Pesticides : la liste des légumes et fruits les plus contaminés

L’ONG Générations futures a compilé les données de cinq ans d’enquête de la Direction générale de la concurrence, de la consommation et de répression des fraudes DGCCRF. Elles montrent que 73 % des échantillons de fruits non-bio analysés et 41 % de ceux de légumes sont contaminés.

Nous sommes au courant, quand nous mangeons nous ingérons des pesticides, voilà une bien triste réalité. Par contre, nous connaissons moins précisément quels aliments sont coupables de faire entrer ces substances toxiques dans nos assiettes.
L’ONG Générations futures révèle ce mardi 20 février, un rapport sur la présence de résidus de pesticides dans 52 fruits et légumes non bio consommés en France. Les résultats montrent que 73 % des échantillons de fruits analysés pendant cinq ans, et 41 % de ceux de légumes, sont contaminés.
L’association, qui milite contre les pesticides, se base sur des données de la DGCCRF sur la période 2012-2016 et a retenu 19 fruits et 33 légumes pour lesquels les échantillons étaient représentatifs. La DGCCRF mène des campagnes de surveillance de certains aliments, au niveau des supermarchés et des grossistes et non pas des champs.

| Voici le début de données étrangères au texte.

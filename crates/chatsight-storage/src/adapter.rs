// SPDX-FileCopyrightText: 2026 Chatsight Contributors
// SPDX-License-Identifier: MIT OR Apache-2.0

//! SQLite implementation of the StoreAdapter trait.

use async_trait::async_trait;
use tokio::sync::OnceCell;
use tracing::debug;

use chatsight_config::model::{IngestConfig, StorageConfig};
use chatsight_core::{
    Alert, AlertKind, Chat, ChatMessage, ChatsightError, NewAlert, QueueEntry, Session,
    SessionStatus, StoreAdapter,
};

use crate::database::Database;
use crate::queries;

/// SQLite-backed store adapter.
///
/// Wraps a [`Database`] handle and delegates all query operations to the
/// typed query modules. The database is lazily initialized on the first
/// call to [`StoreAdapter::initialize`].
pub struct SqliteStore {
    config: StorageConfig,
    lock_timeout_secs: u64,
    db: OnceCell<Database>,
}

impl SqliteStore {
    /// Create a new SqliteStore with the given configuration.
    ///
    /// The database connection is not opened until [`StoreAdapter::initialize`]
    /// is called. `ingest.lock_timeout_secs` governs how long a dequeued
    /// entry stays locked before redelivery.
    pub fn new(config: StorageConfig, ingest: &IngestConfig) -> Self {
        Self {
            config,
            lock_timeout_secs: ingest.lock_timeout_secs,
            db: OnceCell::new(),
        }
    }

    /// Returns a reference to the underlying Database, or an error if not
    /// initialized.
    fn db(&self) -> Result<&Database, ChatsightError> {
        self.db.get().ok_or_else(|| ChatsightError::Storage {
            source: "store not initialized -- call initialize() first".into(),
        })
    }
}

#[async_trait]
impl StoreAdapter for SqliteStore {
    async fn initialize(&self) -> Result<(), ChatsightError> {
        let db = Database::open(&self.config.database_path, self.config.wal_mode).await?;
        self.db.set(db).map_err(|_| ChatsightError::Storage {
            source: "store already initialized".into(),
        })?;
        debug!(path = %self.config.database_path, "SQLite store initialized");
        Ok(())
    }

    async fn close(&self) -> Result<(), ChatsightError> {
        self.db()?.close().await
    }

    // --- Sessions ---

    async fn upsert_session(&self, session: &Session) -> Result<(), ChatsightError> {
        queries::sessions::upsert_session(self.db()?, session).await
    }

    async fn get_session(&self, id: &str) -> Result<Option<Session>, ChatsightError> {
        queries::sessions::get_session(self.db()?, id).await
    }

    async fn update_session_status(
        &self,
        id: &str,
        status: SessionStatus,
    ) -> Result<(), ChatsightError> {
        queries::sessions::update_session_status(self.db()?, id, status).await
    }

    async fn link_session_project(
        &self,
        id: &str,
        project_id: &str,
    ) -> Result<(), ChatsightError> {
        queries::sessions::link_session_project(self.db()?, id, project_id).await
    }

    async fn record_qr_attempt(
        &self,
        id: &str,
        max_attempts: i64,
    ) -> Result<i64, ChatsightError> {
        queries::sessions::record_qr_attempt(self.db()?, id, max_attempts).await
    }

    // --- Chats ---

    async fn upsert_chat(&self, chat: &Chat) -> Result<(), ChatsightError> {
        queries::chats::upsert_chat(self.db()?, chat).await
    }

    async fn get_chat(
        &self,
        session_id: &str,
        chat_id: &str,
    ) -> Result<Option<Chat>, ChatsightError> {
        queries::chats::get_chat(self.db()?, session_id, chat_id).await
    }

    async fn select_analysis_candidates(
        &self,
        limit: i64,
    ) -> Result<Vec<Chat>, ChatsightError> {
        queries::chats::select_analysis_candidates(self.db()?, limit).await
    }

    async fn update_chat_analysis(
        &self,
        session_id: &str,
        chat_id: &str,
        analysis: &serde_json::Value,
        analyzed_at: i64,
    ) -> Result<(), ChatsightError> {
        queries::chats::update_chat_analysis(self.db()?, session_id, chat_id, analysis, analyzed_at)
            .await
    }

    async fn soft_delete_chat(
        &self,
        session_id: &str,
        chat_id: &str,
        deleted_at: i64,
    ) -> Result<(), ChatsightError> {
        queries::chats::soft_delete_chat(self.db()?, session_id, chat_id, deleted_at).await
    }

    // --- Messages ---

    async fn insert_message(&self, message: &ChatMessage) -> Result<(), ChatsightError> {
        queries::messages::insert_message(self.db()?, message).await
    }

    async fn recent_messages(
        &self,
        session_id: &str,
        chat_id: &str,
        limit: i64,
    ) -> Result<Vec<ChatMessage>, ChatsightError> {
        queries::messages::recent_messages(self.db()?, session_id, chat_id, limit).await
    }

    async fn soft_delete_message(
        &self,
        session_id: &str,
        message_id: &str,
        deleted_by: Option<&str>,
        deleted_at: i64,
    ) -> Result<(), ChatsightError> {
        queries::messages::soft_delete_message(self.db()?, session_id, message_id, deleted_by, deleted_at)
            .await
    }

    async fn record_message_edit(
        &self,
        session_id: &str,
        message_id: &str,
        new_body: &str,
    ) -> Result<(), ChatsightError> {
        queries::messages::record_message_edit(self.db()?, session_id, message_id, new_body).await
    }

    // --- Alerts ---

    async fn insert_alert(&self, alert: &NewAlert) -> Result<i64, ChatsightError> {
        queries::alerts::insert_alert(self.db()?, alert).await
    }

    async fn list_alerts(
        &self,
        session_id: Option<&str>,
        unread_only: bool,
    ) -> Result<Vec<Alert>, ChatsightError> {
        queries::alerts::list_alerts(self.db()?, session_id, unread_only).await
    }

    async fn mark_alert_read(&self, id: i64) -> Result<(), ChatsightError> {
        queries::alerts::mark_alert_read(self.db()?, id).await
    }

    // --- Durable queues ---

    async fn enqueue(&self, kind: AlertKind, payload: &str) -> Result<i64, ChatsightError> {
        queries::queue::enqueue(self.db()?, &kind.queue_name(), payload).await
    }

    async fn dequeue(&self, kind: AlertKind) -> Result<Option<QueueEntry>, ChatsightError> {
        queries::queue::dequeue(self.db()?, &kind.queue_name(), self.lock_timeout_secs).await
    }

    async fn ack(&self, id: i64) -> Result<(), ChatsightError> {
        queries::queue::ack(self.db()?, id).await
    }

    async fn nack(&self, id: i64, requeue: bool) -> Result<(), ChatsightError> {
        queries::queue::nack(self.db()?, id, requeue).await
    }
}

#[cfg(test)]
mod tests {
    use super::*;
    use tempfile::tempdir;

    fn make_store(path: &str) -> SqliteStore {
        let storage = StorageConfig {
            database_path: path.to_string(),
            wal_mode: true,
        };
        SqliteStore::new(storage, &IngestConfig::default())
    }

    #[tokio::test]
    async fn initialize_opens_database_at_configured_path() {
        let dir = tempdir().unwrap();
        let db_path = dir.path().join("init.db");
        let store = make_store(db_path.to_str().unwrap());

        store.initialize().await.unwrap();
        assert!(db_path.exists(), "database file should be created");
    }

    #[tokio::test]
    async fn initialize_twice_returns_error() {
        let dir = tempdir().unwrap();
        let db_path = dir.path().join("double.db");
        let store = make_store(db_path.to_str().unwrap());

        store.initialize().await.unwrap();
        assert!(store.initialize().await.is_err());
    }

    #[tokio::test]
    async fn operations_fail_before_initialize() {
        let dir = tempdir().unwrap();
        let db_path = dir.path().join("uninit.db");
        let store = make_store(db_path.to_str().unwrap());

        assert!(store.get_session("s1").await.is_err());
    }

    #[tokio::test]
    async fn full_ingestion_surface_through_adapter() {
        let dir = tempdir().unwrap();
        let db_path = dir.path().join("surface.db");
        let store = make_store(db_path.to_str().unwrap());
        store.initialize().await.unwrap();

        // Queue round trip per alert kind.
        let id = store
            .enqueue(AlertKind::MessageDeleted, r#"{"eventType":"alert"}"#)
            .await
            .unwrap();
        let entry = store.dequeue(AlertKind::MessageDeleted).await.unwrap().unwrap();
        assert_eq!(entry.id, id);
        assert_eq!(entry.queue_name, "alerts.message_deleted");
        // Other kinds see nothing.
        assert!(store.dequeue(AlertKind::Disconnected).await.unwrap().is_none());

        // Alert write then ack.
        let alert = NewAlert {
            kind: AlertKind::MessageDeleted,
            session_ref: "ref-1".to_string(),
            session_id: "s1".to_string(),
            chat_id: Some("c1".to_string()),
            message_id: Some("m1".to_string()),
            event_ts: Some(1000),
            body: "Message deleted in chat c1".to_string(),
        };
        store.insert_alert(&alert).await.unwrap();
        store.ack(entry.id).await.unwrap();

        let alerts = store.list_alerts(Some("s1"), false).await.unwrap();
        assert_eq!(alerts.len(), 1);

        store.close().await.unwrap();
    }

    #[tokio::test]
    async fn analysis_surface_through_adapter() {
        let dir = tempdir().unwrap();
        let db_path = dir.path().join("analysis.db");
        let store = make_store(db_path.to_str().unwrap());
        store.initialize().await.unwrap();

        let session = Session {
            id: "s1".to_string(),
            title: None,
            project_id: Some("proj-1".to_string()),
            status: SessionStatus::Ready,
            last_seen_at: None,
            qr_attempts: 0,
            disconnected_at: None,
            created_at: String::new(),
            updated_at: String::new(),
        };
        store.upsert_session(&session).await.unwrap();

        let chat = Chat {
            session_id: "s1".to_string(),
            chat_id: "c1".to_string(),
            name: None,
            is_group: false,
            archived: false,
            pinned: false,
            muted: false,
            deleted: false,
            deletion_history: Vec::new(),
            last_message_body: Some("Hello, how can I help?".to_string()),
            last_message_ts: Some(100),
            last_message_from_me: true,
            analysis: None,
            last_analysis_ts: None,
            created_at: String::new(),
            updated_at: String::new(),
        };
        store.upsert_chat(&chat).await.unwrap();

        let candidates = store.select_analysis_candidates(30).await.unwrap();
        assert_eq!(candidates.len(), 1);

        store
            .update_chat_analysis("s1", "c1", &serde_json::json!({"intent": "greeting"}), 150)
            .await
            .unwrap();
        let updated = store.get_chat("s1", "c1").await.unwrap().unwrap();
        assert_eq!(updated.last_analysis_ts, Some(150));
        assert_eq!(updated.analysis.unwrap()["intent"], "greeting");

        assert!(store.select_analysis_candidates(30).await.unwrap().is_empty());

        store.close().await.unwrap();
    }
}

Près de trois-quarts des fruits et 41% des légumes non bio portent des traces de pesticides quantifiables
Selon un rapport publié mardi par l’ONG Générations futures, les plus touchés étant le raisin et le céleri branche. « Pour les fruits, nous avons pu constater, en moyenne, la présence de résidus de pesticides quantifiés dans 72,6% des échantillons analysés », selon un communiqué. Dans 2,7% des cas, ces résidus étaient supérieurs aux limites autorisées.

En moyenne, 89% des échantillons de raisins présentaient des marques de pesticides, 88,4% pour des clémentines et les mandarines et 87,7% des cerises.

Les dépassements des limites maximales concernent avant tout les cerises (6,6% des échantillons) et les mangues et papayes (4,8%).

Dans le cas des légumes, 41,1% avaient des traces de pesticides et 3,5% des échantillons montraient des résidus supérieurs aux limites maximales.

Les échantillons de céleri branche sont ceux présentant les traces les plus importantes de pesticides (84,6%), devant les herbes fraiches (74,5%) et les endives (72,7%). Les herbes fraiches étaient les plus concernées par les dépassements des valeurs autorisées (29,4% des cas), devant le céleri-branche (16%).

Les données de la DGCCRF portent uniquement sur les résidus quantifiés et pas sur les résidus détectés mais non quantifiables, ce qui fait dire à Générations futures que « les résultats présentés ignorent une partie des résidus réellement présents ».

Les fruits les plus contaminés en pesticides 

Les fraises sont en tête des produits les plus contaminés par les pesticides. Parmi les autres fruits et légumes lourdement contaminés, on trouve les pommes, les nectarines, les pêches et le céleri.

Le gouvernement prévoit un plan d’action

Le gouvernement a prévu un plan d’action pour réduire les produits phytopharmaceutiques dans l’agriculture, après l’échec d’une première série de mesures.

De leur côté, des producteurs maraîchers et arboriculteurs veulent lancer un label « zéro résidu de pesticides », différent du bio. Chaque produit ne pourra pas présenter plus de 0,01 mg de pesticide au kilo.

Pour Générations futures, cette solution n’est pas satisfaisante car « ces offres ne garantissent pas une absence d’utilisation de pesticides » et elles ne « suppriment pas les pollutions environnementales ».

Fondée en 1996 par un ingénieur agronome, Georges Toutain, et un enseignant, François Veillerette, Générations Futures est une association de défense de l’environnement agréée par le ministère de l’Écologie depuis 2008. L’association a obtenu son renouvellement en 2014, elle  est reconnue d’intérêt générale.

Générations Futures mène des actions comme : enquêtes, colloques, actions en justice, campagne de sensibilisation, afin d’ informer sur les risques de diverses pollutions (les substances chimiques en général et les pesticides en particulier) et promouvoir des alternatives à ces produits menaçants la santé et l’environnement.